Using the records that appear below, write out exactly the lines from the one with "for number in" through the one with "fn push_short(script: &mut", keeping both end lines.

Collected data
==============================

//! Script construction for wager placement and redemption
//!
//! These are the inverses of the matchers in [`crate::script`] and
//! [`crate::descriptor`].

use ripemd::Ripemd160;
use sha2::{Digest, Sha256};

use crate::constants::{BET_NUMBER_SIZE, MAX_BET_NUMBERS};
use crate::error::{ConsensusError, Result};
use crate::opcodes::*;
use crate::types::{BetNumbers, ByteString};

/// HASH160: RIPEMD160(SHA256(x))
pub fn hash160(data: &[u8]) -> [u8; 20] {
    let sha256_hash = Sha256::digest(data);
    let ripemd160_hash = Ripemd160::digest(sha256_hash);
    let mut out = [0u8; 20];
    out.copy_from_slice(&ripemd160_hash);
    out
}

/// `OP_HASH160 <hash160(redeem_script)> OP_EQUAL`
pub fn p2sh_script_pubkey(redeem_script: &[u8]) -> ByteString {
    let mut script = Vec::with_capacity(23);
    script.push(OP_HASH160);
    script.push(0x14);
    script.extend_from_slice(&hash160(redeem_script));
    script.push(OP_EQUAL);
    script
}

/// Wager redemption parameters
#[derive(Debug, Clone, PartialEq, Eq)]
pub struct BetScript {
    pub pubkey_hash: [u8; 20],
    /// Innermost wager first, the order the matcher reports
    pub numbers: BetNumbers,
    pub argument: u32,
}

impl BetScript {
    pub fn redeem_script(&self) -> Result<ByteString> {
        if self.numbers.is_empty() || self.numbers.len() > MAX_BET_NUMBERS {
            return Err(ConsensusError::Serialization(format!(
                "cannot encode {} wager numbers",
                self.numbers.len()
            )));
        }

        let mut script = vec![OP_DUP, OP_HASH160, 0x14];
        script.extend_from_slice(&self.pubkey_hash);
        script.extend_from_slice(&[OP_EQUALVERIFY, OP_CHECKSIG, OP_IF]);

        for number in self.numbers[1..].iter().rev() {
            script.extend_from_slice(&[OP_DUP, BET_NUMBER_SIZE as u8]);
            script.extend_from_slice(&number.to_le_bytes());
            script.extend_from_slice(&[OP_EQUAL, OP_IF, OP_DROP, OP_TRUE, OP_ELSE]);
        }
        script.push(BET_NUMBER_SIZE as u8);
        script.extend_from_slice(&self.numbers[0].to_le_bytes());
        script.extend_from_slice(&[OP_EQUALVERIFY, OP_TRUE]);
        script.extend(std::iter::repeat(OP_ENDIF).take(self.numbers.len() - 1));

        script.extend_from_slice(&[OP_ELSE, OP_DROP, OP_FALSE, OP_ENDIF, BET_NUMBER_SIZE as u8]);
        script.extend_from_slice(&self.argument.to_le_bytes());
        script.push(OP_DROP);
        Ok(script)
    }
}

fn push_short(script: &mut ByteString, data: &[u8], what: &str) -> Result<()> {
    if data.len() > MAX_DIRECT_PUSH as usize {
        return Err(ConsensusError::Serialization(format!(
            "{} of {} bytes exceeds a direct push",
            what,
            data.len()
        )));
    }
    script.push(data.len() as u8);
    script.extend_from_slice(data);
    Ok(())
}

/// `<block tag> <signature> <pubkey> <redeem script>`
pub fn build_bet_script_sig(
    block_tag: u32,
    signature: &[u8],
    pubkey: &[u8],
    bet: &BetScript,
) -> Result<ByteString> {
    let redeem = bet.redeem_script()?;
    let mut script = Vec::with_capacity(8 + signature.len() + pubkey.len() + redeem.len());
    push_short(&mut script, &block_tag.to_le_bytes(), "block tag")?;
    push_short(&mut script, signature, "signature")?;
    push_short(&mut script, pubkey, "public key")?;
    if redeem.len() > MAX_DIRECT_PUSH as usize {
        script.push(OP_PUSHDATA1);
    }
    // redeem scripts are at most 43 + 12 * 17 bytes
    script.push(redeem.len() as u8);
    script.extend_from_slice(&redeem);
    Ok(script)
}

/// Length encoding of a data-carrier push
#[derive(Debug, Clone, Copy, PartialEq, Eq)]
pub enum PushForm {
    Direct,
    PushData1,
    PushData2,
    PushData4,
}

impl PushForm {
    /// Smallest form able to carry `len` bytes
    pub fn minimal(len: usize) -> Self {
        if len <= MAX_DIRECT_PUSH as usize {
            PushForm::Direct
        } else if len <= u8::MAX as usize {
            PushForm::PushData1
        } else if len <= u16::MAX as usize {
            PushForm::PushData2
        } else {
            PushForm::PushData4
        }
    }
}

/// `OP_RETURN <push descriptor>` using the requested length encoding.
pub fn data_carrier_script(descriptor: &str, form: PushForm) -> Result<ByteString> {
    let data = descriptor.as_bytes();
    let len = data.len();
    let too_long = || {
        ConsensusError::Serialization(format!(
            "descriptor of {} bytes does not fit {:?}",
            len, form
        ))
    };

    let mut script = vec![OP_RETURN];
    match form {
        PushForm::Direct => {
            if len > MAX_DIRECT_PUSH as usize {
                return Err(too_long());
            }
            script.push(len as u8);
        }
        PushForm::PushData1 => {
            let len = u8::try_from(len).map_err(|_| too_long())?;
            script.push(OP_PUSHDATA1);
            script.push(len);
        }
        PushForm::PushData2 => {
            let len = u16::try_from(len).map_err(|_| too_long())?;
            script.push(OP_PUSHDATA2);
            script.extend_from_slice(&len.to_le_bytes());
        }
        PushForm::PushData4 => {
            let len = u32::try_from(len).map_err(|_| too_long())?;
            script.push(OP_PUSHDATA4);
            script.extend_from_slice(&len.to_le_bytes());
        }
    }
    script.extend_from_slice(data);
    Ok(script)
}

==============================

Exercise result.
        for number in self.numbers[1..].iter().rev() {
            script.extend_from_slice(&[OP_DUP, BET_NUMBER_SIZE as u8]);
            script.extend_from_slice(&number.to_le_bytes());
            script.extend_from_slice(&[OP_EQUAL, OP_IF, OP_DROP, OP_TRUE, OP_ELSE]);
        }
        script.push(BET_NUMBER_SIZE as u8);
        script.extend_from_slice(&self.numbers[0].to_le_bytes());
        script.extend_from_slice(&[OP_EQUALVERIFY, OP_TRUE]);
        script.extend(std::iter::repeat(OP_ENDIF).take(self.numbers.len() - 1));

        script.extend_from_slice(&[OP_ELSE, OP_DROP, OP_FALSE, OP_ENDIF, BET_NUMBER_SIZE as u8]);
        script.extend_from_slice(&self.argument.to_le_bytes());
        script.push(OP_DROP);
        Ok(script)
    }
}

fn push_short(script: &mut ByteString, data: &[u8], what: &str) -> Result<()> {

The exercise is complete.